--- START ---

//! REST API server for the hybrid analyst
//!
//! Exposes the orchestrator via HTTP endpoints.

use axum::{
    extract::{DefaultBodyLimit, Multipart, State},
    http::StatusCode,
    routing::{get, post},
    Json, Router,
};
use serde::{Deserialize, Serialize};
use std::sync::Arc;
use tower::ServiceBuilder;
use tower_http::{cors::CorsLayer, trace::TraceLayer};
use tracing::{error, info};

use crate::agent::Orchestrator;
use crate::models::{DocumentSource, StatusReport};

pub const SERVICE_NAME: &str = "Hybrid AI Analyst";

/// Upload cap for a single request (both files together).
const MAX_UPLOAD_BYTES: usize = 10 * 1024 * 1024;

/// =============================
/// Response Wrapper
/// =============================

#[derive(Debug, Serialize, Deserialize)]
pub struct ApiResponse {
    pub success: bool,
    pub data: Option<serde_json::Value>,
    pub error: Option<String>,
    pub timestamp: String,
}

impl ApiResponse {
    pub fn success<T: Serialize>(data: T) -> Self {
        Self {
            success: true,
            data: serde_json::to_value(data).ok(),
            error: None,
            timestamp: chrono::Utc::now().to_rfc3339(),
        }
    }

    pub fn error(message: String) -> Self {
        Self {
            success: false,
            data: None,
            error: Some(message),
            timestamp: chrono::Utc::now().to_rfc3339(),
        }
    }
}

type ApiReply = (StatusCode, Json<ApiResponse>);

fn bad_request(message: impl Into<String>) -> ApiReply {
    (StatusCode::BAD_REQUEST, Json(ApiResponse::error(message.into())))
}

/// =============================
/// API State
/// =============================

#[derive(Clone)]
pub struct ApiState {
    pub orchestrator: Arc<Orchestrator>,
}

/// =============================
/// Info Endpoints
/// =============================

async fn root() -> Json<serde_json::Value> {
    Json(serde_json::json!({
        "message": "Hybrid AI Analyst - Startup Vetting System"
    }))
}

async fn health() -> Json<serde_json::Value> {
    Json(serde_json::json!({
        "status": "healthy",
        "service": SERVICE_NAME,
        "timestamp": chrono::Utc::now().to_rfc3339()
    }))
}

async fn status(State(state): State<ApiState>) -> Json<StatusReport> {
    Json(state.orchestrator.status().await)
}

/// =============================
/// Vetting Endpoint
/// =============================

struct Upload {
    file_name: String,
    bytes: Vec<u8>,
}

#[derive(Default)]
struct VetUploads {
    memo: Option<Upload>,
    financials: Option<Upload>,
}

async fn read_uploads(mut multipart: Multipart) -> Result<VetUploads, ApiReply> {
    let mut uploads = VetUploads::default();

    loop {
        let field = match multipart.next_field().await {
            Ok(Some(field)) => field,
            Ok(None) => break,
            Err(e) => return Err(bad_request(format!("Invalid multipart body: {}", e))),
        };

        let name = field.name().unwrap_or_default().to_string();
        let file_name = field.file_name().unwrap_or_default().to_string();

        let slot = match name.as_str() {
            "memo_file" => &mut uploads.memo,
            "financial_data" => &mut uploads.financials,
            _ => continue,
        };

        let bytes = field
            .bytes()
            .await
            .map_err(|e| bad_request(format!("Failed to read {}: {}", name, e)))?;

        *slot = Some(Upload {
            file_name,
            bytes: bytes.to_vec(),
        });
    }

    Ok(uploads)
}

async fn vet_startup(State(state): State<ApiState>, multipart: Multipart) -> ApiReply {
    let uploads = match read_uploads(multipart).await {
        Ok(uploads) => uploads,
        Err(reply) => return reply,
    };

    let Some(memo) = uploads.memo else {
        return bad_request("Missing memo_file upload");
    };
    let Some(financials) = uploads.financials else {
        return bad_request("Missing financial_data upload");
    };

    if !memo.file_name.ends_with(".txt") {
        return bad_request("Memo file must be a .txt file");
    }
    if !financials.file_name.ends_with(".csv") {
        return bad_request("Financial data must be a .csv file");
    }

    info!(
        memo_file = %memo.file_name,
        financial_data = %financials.file_name,
        "Received analysis request"
    );

    let memo_source = DocumentSource::Bytes(memo.bytes);
    let financial_source = DocumentSource::Bytes(financials.bytes);

    match state
        .orchestrator
        .run_analysis(&memo_source, &financial_source)
        .await
    {
        Ok(result) => (StatusCode::OK, Json(ApiResponse::success(result))),
        Err(e) => {
            error!(error = %e, "Analysis failed");
            (
                StatusCode::INTERNAL_SERVER_ERROR,
                Json(ApiResponse::error(format!("Analysis failed: {}", e))),
            )
        }
    }
}

/// =============================
/// Router
/// =============================

pub fn create_router(orchestrator: Arc<Orchestrator>) -> Router {
    let state = ApiState { orchestrator };

    Router::new()
        .route("/", get(root))
        .route("/health", get(health))
        .route("/status", get(status))
        .route("/vet_startup", post(vet_startup))
        .with_state(state)
        .layer(
            ServiceBuilder::new()
                .layer(TraceLayer::new_for_http())
                .layer(CorsLayer::permissive())
                .layer(DefaultBodyLimit::max(MAX_UPLOAD_BYTES)),
        )
}

/// =============================
/// Server Startup
/// =============================

pub async fn start_server(
    orchestrator: Arc<Orchestrator>,
    port: u16,
) -> std::result::Result<(), Box<dyn std::error::Error>> {
    let router = create_router(orchestrator);

    let listener = tokio::net::TcpListener::bind(format!("0.0.0.0:{}", port)).await?;

    info!("API Server listening on http://0.0.0.0:{}", port);
    info!("Local: http://127.0.0.1:{}", port);

    axum::serve(listener, router).await?;

    Ok(())
}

--- END ---

- Try it: Wherever a line above contains the string "ServiceBuilder", count it; then give the total alone.

- Response area: 2